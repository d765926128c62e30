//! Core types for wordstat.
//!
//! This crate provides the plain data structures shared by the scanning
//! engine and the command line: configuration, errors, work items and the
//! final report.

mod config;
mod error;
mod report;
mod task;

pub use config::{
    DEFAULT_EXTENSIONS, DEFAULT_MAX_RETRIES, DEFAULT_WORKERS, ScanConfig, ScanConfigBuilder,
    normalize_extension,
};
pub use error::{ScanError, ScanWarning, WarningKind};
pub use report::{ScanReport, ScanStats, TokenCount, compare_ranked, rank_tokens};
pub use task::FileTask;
-- -- --
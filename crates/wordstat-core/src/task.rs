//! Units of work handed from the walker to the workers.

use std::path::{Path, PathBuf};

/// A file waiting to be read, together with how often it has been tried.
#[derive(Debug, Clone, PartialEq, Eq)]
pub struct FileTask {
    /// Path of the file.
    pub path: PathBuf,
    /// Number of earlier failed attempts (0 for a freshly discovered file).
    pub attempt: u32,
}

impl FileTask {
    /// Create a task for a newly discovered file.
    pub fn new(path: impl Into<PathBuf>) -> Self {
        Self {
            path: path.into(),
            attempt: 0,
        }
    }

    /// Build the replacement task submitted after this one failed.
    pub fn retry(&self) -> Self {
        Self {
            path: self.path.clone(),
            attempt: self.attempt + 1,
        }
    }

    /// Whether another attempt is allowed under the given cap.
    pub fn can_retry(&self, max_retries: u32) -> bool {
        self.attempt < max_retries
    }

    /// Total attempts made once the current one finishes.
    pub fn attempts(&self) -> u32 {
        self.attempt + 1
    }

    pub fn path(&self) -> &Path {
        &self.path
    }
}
-- -- --
- _Activity_: Take the lines above from the one containing "repository d765926128c62e30" down to the one containing "pub use task::FileTask;", and transcribe them exactly, both ends included.

- _Exercise response_:
repository d765926128c62e30
//! Core types for wordstat.
//!
//! This crate provides the plain data structures shared by the scanning
//! engine and the command line: configuration, errors, work items and the
//! final report.

mod config;
mod error;
mod report;
mod task;

pub use config::{
    DEFAULT_EXTENSIONS, DEFAULT_MAX_RETRIES, DEFAULT_WORKERS, ScanConfig, ScanConfigBuilder,
    normalize_extension,
};
pub use error::{ScanError, ScanWarning, WarningKind};
pub use report::{ScanReport, ScanStats, TokenCount, compare_ranked, rank_tokens};
pub use task::FileTask;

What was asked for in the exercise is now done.